Surrogate's Court, Cattaraugus County
Dec 14, 1961
31 Misc. 2d 1016 (N.Y. Surr. Ct. 1961)

Opinion

December 14, 1961

Jeremiah J. Moriarty for the First National Bank of Olean, as trustee.

Culley, Corbett, Tanenbaum Reifsteck for Ralph Watkins, remainder beneficiary.

James M. Cash for Alice W. McCutcheon, life beneficiary.


This is a proceeding instituted by the First National Bank of Olean, New York, trustee duly appointed, for a construction of certain portions of the last will and testament of the deceased, to determine: A. Whether certain legacies contained in paragraphs FIFTH, SIXTH, SEVENTH of the will became vested on the death of the testator or are contingent on said legatees surviving Alice Watkins McCutcheon, the life beneficiary, and in respect to paragraphs EIGHTH, whether the bequest to the decedent's nephew, Ralph, is vested, or contingent on his survival of the decedent's brother, Ralph, and B. Whether the widow is entitled to her dower interest in certain real estate owned by the testator at the time of his death and known as No. 12 and 14 South Main Street in the Village of Franklinville, New York, in addition to the testamentary benefits which she receives as life beneficiary of the trust created by the decedent.

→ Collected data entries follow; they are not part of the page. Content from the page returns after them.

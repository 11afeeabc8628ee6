// Host permission gateway
//
// Permission state belongs to the host OS, not to this layer or the
// engine; the bridge only relays queries through this seam.

use async_trait::async_trait;

use meshbridge_core::error::PlatformError;
use meshbridge_core::types::{Capability, PermissionState, PermissionStatus};

/// Host OS collaborator for capability grants.
#[async_trait]
pub trait PermissionGateway: Send + Sync {
    /// Report current grant states without prompting the user.
    async fn check(&self) -> PermissionStatus;

    /// Prompt for the listed capabilities. A gateway that cannot reach
    /// its prompt surface (e.g. the system settings screen) reports a
    /// platform error, never an engine failure.
    async fn request(&self, capabilities: &[Capability])
        -> Result<PermissionStatus, PlatformError>;
}

/// Fixed-answer gateway for hosts without a permission UX — tests, the
/// CLI, and headless embedding.
#[derive(Debug, Clone)]
pub struct StaticPermissions {
    status: PermissionStatus,
}

impl StaticPermissions {
    pub fn granted() -> Self {
        Self {
            status: PermissionStatus {
                bluetooth: PermissionState::Granted,
                location: Some(PermissionState::Granted),
            },
        }
    }

    pub fn with_status(status: PermissionStatus) -> Self {
        Self { status }
    }
}

#[async_trait]
impl PermissionGateway for StaticPermissions {
    async fn check(&self) -> PermissionStatus {
        self.status.clone()
    }

    async fn request(
        &self,
        capabilities: &[Capability],
    ) -> Result<PermissionStatus, PlatformError> {
        tracing::debug!(?capabilities, "static permission gateway prompted");
        Ok(self.status.clone())
    }
}
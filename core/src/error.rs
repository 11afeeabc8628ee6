// Failure taxonomy for the bridge layer
//
// Three disjoint families, kept disjoint on the wire: validation errors
// raised here before the engine is reached, failures reported by the
// engine itself, and host-platform errors. Engine failures are passed
// through verbatim — discriminant, optional message, optional code —
// never collapsed or reinterpreted.

use serde_json::{json, Value};
use std::fmt;
use thiserror::Error;

// ============================================================================
// ENGINE FAILURE REASONS
// ============================================================================

/// Which platform's engine binding can emit a reason. The union is kept
/// wide so the wire contract evolves additively; an adapter for a single
/// engine only ever produces its own subset.
#[derive(Debug, Clone, Copy, PartialEq, Eq)]
pub enum PlatformAvailability {
    All,
    AndroidOnly,
    IosOnly,
}

/// Closed set of reasons the engine reports for failed operations.
#[derive(Debug, Clone, Copy, PartialEq, Eq, Hash)]
pub enum FailureReason {
    // Reported by every engine binding
    AlreadyStarted,
    ExpiredLicense,
    InconsistentDeviceTime,
    InternetConnectionRequired,
    InvalidApiKey,
    SessionError,
    SimulatorIsNotSupported,
    /// Layer-originated fast-fail for commands issued before `initialize`.
    NotInitialized,

    // Android engine only
    DeviceCapabilities,
    Generic,
    MissingApplicationId,
    Permission,
    Registration,
    SizeLimitExceeded,
    Unknown,

    // iOS engine only
    MissingBundleId,
    InconsistentUserId,
    NotStarted,
    AlreadyInstantiated,
    StartInProgress,
    StopInProgress,
    DestroySessionInProgress,
    ServiceNotStarted,
    BleUsageNotGranted,
    BleUsageRestricted,
    BlePoweredOff,
    BleUnsupported,
    BleUnknownError,
    InconsistentConnection,
    ConnectionIsAlreadySecure,
    CannotCreateSecureConnection,
    DataLengthExceeded,
    DataValueIsEmpty,
    PeerIsNotConnected,
    InternalError,
    LicenseError,
    StorageError,
    EncodingError,
    EncryptionError,
}

impl FailureReason {
    /// Every reason, for exhaustive wire-mapping tests.
    pub const ALL: &'static [FailureReason] = &[
        Self::AlreadyStarted,
        Self::ExpiredLicense,
        Self::InconsistentDeviceTime,
        Self::InternetConnectionRequired,
        Self::InvalidApiKey,
        Self::SessionError,
        Self::SimulatorIsNotSupported,
        Self::NotInitialized,
        Self::DeviceCapabilities,
        Self::Generic,
        Self::MissingApplicationId,
        Self::Permission,
        Self::Registration,
        Self::SizeLimitExceeded,
        Self::Unknown,
        Self::MissingBundleId,
        Self::InconsistentUserId,
        Self::NotStarted,
        Self::AlreadyInstantiated,
        Self::StartInProgress,
        Self::StopInProgress,
        Self::DestroySessionInProgress,
        Self::ServiceNotStarted,
        Self::BleUsageNotGranted,
        Self::BleUsageRestricted,
        Self::BlePoweredOff,
        Self::BleUnsupported,
        Self::BleUnknownError,
        Self::InconsistentConnection,
        Self::ConnectionIsAlreadySecure,
        Self::CannotCreateSecureConnection,
        Self::DataLengthExceeded,
        Self::DataValueIsEmpty,
        Self::PeerIsNotConnected,
        Self::InternalError,
        Self::LicenseError,
        Self::StorageError,
        Self::EncodingError,
        Self::EncryptionError,
    ];

    /// The wire discriminant, exactly as the engine bindings spell it.
    pub fn discriminant(&self) -> &'static str {
        match self {
            Self::AlreadyStarted => "alreadyStarted",
            Self::ExpiredLicense => "expiredLicense",
            Self::InconsistentDeviceTime => "inconsistentDeviceTime",
            Self::InternetConnectionRequired => "internetConnectionRequired",
            Self::InvalidApiKey => "invalidAPIKey",
            Self::SessionError => "sessionError",
            Self::SimulatorIsNotSupported => "simulatorIsNotSupported",
            Self::NotInitialized => "notInitialized",
            Self::DeviceCapabilities => "deviceCapabilities",
            Self::Generic => "generic",
            Self::MissingApplicationId => "missingApplicationID",
            Self::Permission => "permission",
            Self::Registration => "registration",
            Self::SizeLimitExceeded => "sizeLimitExceeded",
            Self::Unknown => "unknown",
            Self::MissingBundleId => "missingBundleID",
            Self::InconsistentUserId => "inconsistentUserId",
            Self::NotStarted => "notStarted",
            Self::AlreadyInstantiated => "alreadyInstantiated",
            Self::StartInProgress => "startInProgress",
            Self::StopInProgress => "stopInProgress",
            Self::DestroySessionInProgress => "destroySessionInProgress",
            Self::ServiceNotStarted => "serviceNotStarted",
            Self::BleUsageNotGranted => "BLEUsageNotGranted",
            Self::BleUsageRestricted => "BLEUsageRestricted",
            Self::BlePoweredOff => "BLEPoweredOff",
            Self::BleUnsupported => "BLEUnsupported",
            Self::BleUnknownError => "BLEUnknownError",
            Self::InconsistentConnection => "inconsistentConnection",
            Self::ConnectionIsAlreadySecure => "connectionIsAlreadySecure",
            Self::CannotCreateSecureConnection => "cannotCreateSecureConnection",
            Self::DataLengthExceeded => "dataLengthExceeded",
            Self::DataValueIsEmpty => "dataValueIsEmpty",
            Self::PeerIsNotConnected => "peerIsNotConnected",
            Self::InternalError => "internalError",
            Self::LicenseError => "licenseError",
            Self::StorageError => "storageError",
            Self::EncodingError => "encodingError",
            Self::EncryptionError => "encryptionError",
        }
    }

    /// Inverse of [`discriminant`](Self::discriminant), for adapters that
    /// consume engine errors off a string-typed boundary.
    pub fn from_discriminant(text: &str) -> Option<Self> {
        Self::ALL
            .iter()
            .copied()
            .find(|reason| reason.discriminant() == text)
    }

    pub fn availability(&self) -> PlatformAvailability {
        match self {
            Self::AlreadyStarted
            | Self::ExpiredLicense
            | Self::InconsistentDeviceTime
            | Self::InternetConnectionRequired
            | Self::InvalidApiKey
            | Self::SessionError
            | Self::SimulatorIsNotSupported
            | Self::NotInitialized => PlatformAvailability::All,

            Self::DeviceCapabilities
            | Self::Generic
            | Self::MissingApplicationId
            | Self::Permission
            | Self::Registration
            | Self::SizeLimitExceeded
            | Self::Unknown => PlatformAvailability::AndroidOnly,

            Self::MissingBundleId
            | Self::InconsistentUserId
            | Self::NotStarted
            | Self::AlreadyInstantiated
            | Self::StartInProgress
            | Self::StopInProgress
            | Self::DestroySessionInProgress
            | Self::ServiceNotStarted
            | Self::BleUsageNotGranted
            | Self::BleUsageRestricted
            | Self::BlePoweredOff
            | Self::BleUnsupported
            | Self::BleUnknownError
            | Self::InconsistentConnection
            | Self::ConnectionIsAlreadySecure
            | Self::CannotCreateSecureConnection
            | Self::DataLengthExceeded
            | Self::DataValueIsEmpty
            | Self::PeerIsNotConnected
            | Self::InternalError
            | Self::LicenseError
            | Self::StorageError
            | Self::EncodingError
            | Self::EncryptionError => PlatformAvailability::IosOnly,
        }
    }
}

impl fmt::Display for FailureReason {
    fn fmt(&self, f: &mut fmt::Formatter<'_>) -> fmt::Result {
        write!(f, "{}", self.discriminant())
    }
}

// ============================================================================
// ENGINE FAILURE
// ============================================================================

/// An engine-reported failure: a reason plus whatever detail the engine
/// attached. Surfaced verbatim to the host.
#[derive(Debug, Clone, PartialEq, Eq)]
pub struct Failure {
    pub reason: FailureReason,
    pub message: Option<String>,
    pub code: Option<i64>,
}

impl Failure {
    pub fn new(reason: FailureReason) -> Self {
        Self {
            reason,
            message: None,
            code: None,
        }
    }

    pub fn with_message(reason: FailureReason, message: impl Into<String>) -> Self {
        Self {
            reason,
            message: Some(message.into()),
            code: None,
        }
    }

    pub fn with_code(reason: FailureReason, code: i64) -> Self {
        Self {
            reason,
            message: None,
            code: Some(code),
        }
    }

    /// Wire shape: `{type, message?, code?}`.
    pub fn to_wire(&self) -> Value {
        let mut wire = json!({ "type": self.reason.discriminant() });
        if let Some(message) = &self.message {
            wire["message"] = json!(message);
        }
        if let Some(code) = self.code {
            wire["code"] = json!(code);
        }
        wire
    }
}

impl fmt::Display for Failure {
    fn fmt(&self, f: &mut fmt::Formatter<'_>) -> fmt::Result {
        write!(f, "{}", self.reason)?;
        if let Some(message) = &self.message {
            write!(f, ": {message}")?;
        }
        if let Some(code) = self.code {
            write!(f, " (code {code})")?;
        }
        Ok(())
    }
}

impl std::error::Error for Failure {}

// ============================================================================
// VALIDATION AND PLATFORM ERRORS
// ============================================================================

/// Raised by this layer before any engine call, for missing or malformed
/// required fields. Message strings are part of the host contract.
#[derive(Debug, Clone, PartialEq, Eq, Error)]
pub enum ValidationError {
    #[error("missing API key")]
    MissingApiKey,
    #[error("missing user identifier")]
    MissingUserId,
    #[error("missing fingerprint")]
    MissingFingerprint,
    #[error("missing payload")]
    MissingPayload,
    #[error("missing transmission mode")]
    MissingTransmissionMode,
    #[error("unrecognized transmission mode \"{0}\"")]
    UnrecognizedTransmissionMode(String),
    #[error("malformed payload")]
    MalformedPayload,
    #[error("unrecognized command \"{0}\"")]
    UnknownCommand(String),
    #[error("unrecognized event \"{0}\"")]
    UnknownEvent(String),
    #[error("malformed options: {0}")]
    MalformedOptions(String),
}

/// Host-OS errors, distinct from both validation and engine failures.
#[derive(Debug, Clone, PartialEq, Eq, Error)]
pub enum PlatformError {
    #[error("failed to open system settings")]
    OpenSettings,
}

// ============================================================================
// BRIDGE ERROR
// ============================================================================

/// Everything a rejected command can carry back to the host.
#[derive(Debug, Clone, PartialEq, Eq, Error)]
pub enum BridgeError {
    #[error("{0}")]
    Validation(#[from] ValidationError),
    #[error("{0}")]
    Engine(#[from] Failure),
    #[error("{0}")]
    Platform(#[from] PlatformError),
}

impl BridgeError {
    /// The layer-owned fast-fail for commands issued before `initialize`.
    pub fn not_initialized() -> Self {
        Self::Engine(Failure::new(FailureReason::NotInitialized))
    }

    /// Structured rejection shape: `{type, message?, code?}`.
    pub fn to_wire(&self) -> Value {
        match self {
            Self::Validation(error) => json!({
                "type": "validation",
                "message": error.to_string(),
            }),
            Self::Engine(failure) => failure.to_wire(),
            Self::Platform(error) => json!({
                "type": "platform",
                "message": error.to_string(),
            }),
        }
    }
}

// ============================================================================
// TESTS
// ============================================================================
#![no_main]

use libfuzzer_sys::fuzz_target;

fuzz_target!(|data: &[u8]| {
    if data.len() < 8 {
        return;
    }
    let index = u64::from_le_bytes(data[..8].try_into().unwrap());
    let proof = &data[8..];

    let r1 = spv_consensus::verify_hash256_merkle(proof, index);
    let r2 = spv_consensus::verify_hash256_merkle(proof, index);
    if r1 != r2 {
        panic!("verify_hash256_merkle non-deterministic");
    }
    if proof.len() % 32 != 0 && r1 {
        panic!("accepted a proof that is not whole 32-byte nodes");
    }
    if proof.len() == 64 && r1 {
        panic!("accepted a leaf+root proof with no combining step");
    }
});
use core::fmt;

/// The four rejection classes. Every `ErrorCode` maps into exactly one.
#[derive(Clone, Copy, Debug, PartialEq, Eq)]
pub enum ErrorKind {
    Structural,
    MalformedScript,
    Chain,
    Range,
}

#[derive(Clone, Copy, Debug, PartialEq, Eq)]
pub enum ErrorCode {
    StructErrSliceBounds,
    StructErrVarIntTruncated,
    StructErrHeaderLength,
    StructErrChainLength,
    StructErrVinInvalid,
    StructErrVoutInvalid,

    ScriptErrWitnessLength,
    ScriptErrPkhMalformed,
    ScriptErrShMalformed,
    ScriptErrNonstandard,
    ScriptErrNotOpReturn,

    ChainErrBadLink,
    ChainErrLowWork,
    ChainErrHeaderDigest,
    ChainErrMerkleRootMismatch,
    ChainErrPrevHashMismatch,
    ChainErrTxIdMismatch,
    ChainErrBadMerkleProof,

    RangeErrInputIndex,
    RangeErrOutputIndex,
}

impl ErrorCode {
    pub fn as_str(self) -> &'static str {
        match self {
            ErrorCode::StructErrSliceBounds => "STRUCT_ERR_SLICE_BOUNDS",
            ErrorCode::StructErrVarIntTruncated => "STRUCT_ERR_VARINT_TRUNCATED",
            ErrorCode::StructErrHeaderLength => "STRUCT_ERR_HEADER_LENGTH",
            ErrorCode::StructErrChainLength => "STRUCT_ERR_CHAIN_LENGTH",
            ErrorCode::StructErrVinInvalid => "STRUCT_ERR_VIN_INVALID",
            ErrorCode::StructErrVoutInvalid => "STRUCT_ERR_VOUT_INVALID",

            ErrorCode::ScriptErrWitnessLength => "SCRIPT_ERR_WITNESS_LENGTH",
            ErrorCode::ScriptErrPkhMalformed => "SCRIPT_ERR_PKH_MALFORMED",
            ErrorCode::ScriptErrShMalformed => "SCRIPT_ERR_SH_MALFORMED",
            ErrorCode::ScriptErrNonstandard => "SCRIPT_ERR_NONSTANDARD",
            ErrorCode::ScriptErrNotOpReturn => "SCRIPT_ERR_NOT_OP_RETURN",

            ErrorCode::ChainErrBadLink => "CHAIN_ERR_BAD_LINK",
            ErrorCode::ChainErrLowWork => "CHAIN_ERR_LOW_WORK",
            ErrorCode::ChainErrHeaderDigest => "CHAIN_ERR_HEADER_DIGEST",
            ErrorCode::ChainErrMerkleRootMismatch => "CHAIN_ERR_MERKLE_ROOT_MISMATCH",
            ErrorCode::ChainErrPrevHashMismatch => "CHAIN_ERR_PREV_HASH_MISMATCH",
            ErrorCode::ChainErrTxIdMismatch => "CHAIN_ERR_TXID_MISMATCH",
            ErrorCode::ChainErrBadMerkleProof => "CHAIN_ERR_BAD_MERKLE_PROOF",

            ErrorCode::RangeErrInputIndex => "RANGE_ERR_INPUT_INDEX",
            ErrorCode::RangeErrOutputIndex => "RANGE_ERR_OUTPUT_INDEX",
        }
    }

    pub fn kind(self) -> ErrorKind {
        match self {
            ErrorCode::StructErrSliceBounds
            | ErrorCode::StructErrVarIntTruncated
            | ErrorCode::StructErrHeaderLength
            | ErrorCode::StructErrChainLength
            | ErrorCode::StructErrVinInvalid
            | ErrorCode::StructErrVoutInvalid => ErrorKind::Structural,

            ErrorCode::ScriptErrWitnessLength
            | ErrorCode::ScriptErrPkhMalformed
            | ErrorCode::ScriptErrShMalformed
            | ErrorCode::ScriptErrNonstandard
            | ErrorCode::ScriptErrNotOpReturn => ErrorKind::MalformedScript,

            ErrorCode::ChainErrBadLink
            | ErrorCode::ChainErrLowWork
            | ErrorCode::ChainErrHeaderDigest
            | ErrorCode::ChainErrMerkleRootMismatch
            | ErrorCode::ChainErrPrevHashMismatch
            | ErrorCode::ChainErrTxIdMismatch
            | ErrorCode::ChainErrBadMerkleProof => ErrorKind::Chain,

            ErrorCode::RangeErrInputIndex | ErrorCode::RangeErrOutputIndex => ErrorKind::Range,
        }
    }
}

#[derive(Clone, Debug, PartialEq, Eq)]
pub struct SpvError {
    pub code: ErrorCode,
    pub msg: &'static str,
}

impl SpvError {
    pub fn new(code: ErrorCode, msg: &'static str) -> Self {
        Self { code, msg }
    }

    pub fn kind(&self) -> ErrorKind {
        self.code.kind()
    }
}

impl fmt::Display for SpvError {
    fn fmt(&self, f: &mut fmt::Formatter<'_>) -> fmt::Result {
        if self.msg.is_empty() {
            write!(f, "{}", self.code.as_str())
        } else {
            write!(f, "{}: {}", self.code.as_str(), self.msg)
        }
    }
}

impl std::error::Error for SpvError {}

The testator died on the 5th day of June, 1953, his last will and testament was duly admitted to probate on the 22nd day of June in that year and letters testamentary were duly issued to the First National Bank of Olean, New York, the executor named in said will and thereafter, said executor filed its final account as executor of the estate and was discharged by decree of this court on the 22nd day of January, 1958. Thereupon, the said First National Bank of Olean, New York, duly qualified as trustee and under letters of testamentary trusteeship has been managing the trust since that time.

The pertinent provisions of the will of said deceased, construction of which is being sought, are found in paragraphs FOURTH and NINTH thereof, as follows: FOURTH. All the rest, residue and remainder of my property both real and personal, I give, devise and bequeath to the First National Bank, of Olean, New York, in trust, nevertheless, for the following purposes: to invest and keep invested the principal of my said estate and pay to my wife, Alice, the sum of $275 per month whether from interest or principal and in case of necessity, I direct the said First National Bank to invade the principal to the extent that my said wife's income shall in the aggregate not exceed $5,000 per year. NINTH: I hereby appoint the First National Bank of Olean, New York, my trustee to carry out the foregoing provisions of my will, provided, however, that upon the death of my wife, Alice, their trusteeship shall cease and my brother, Ralph, shall have the custody and control of the assets of my estate to carry out the foregoing provisions of my will relating to his use of my property and distribution after his death except that the foregoing provisions as to Rosa Meyer and Clyde Blackmon shall apply immediately at the death of my wife, Alice.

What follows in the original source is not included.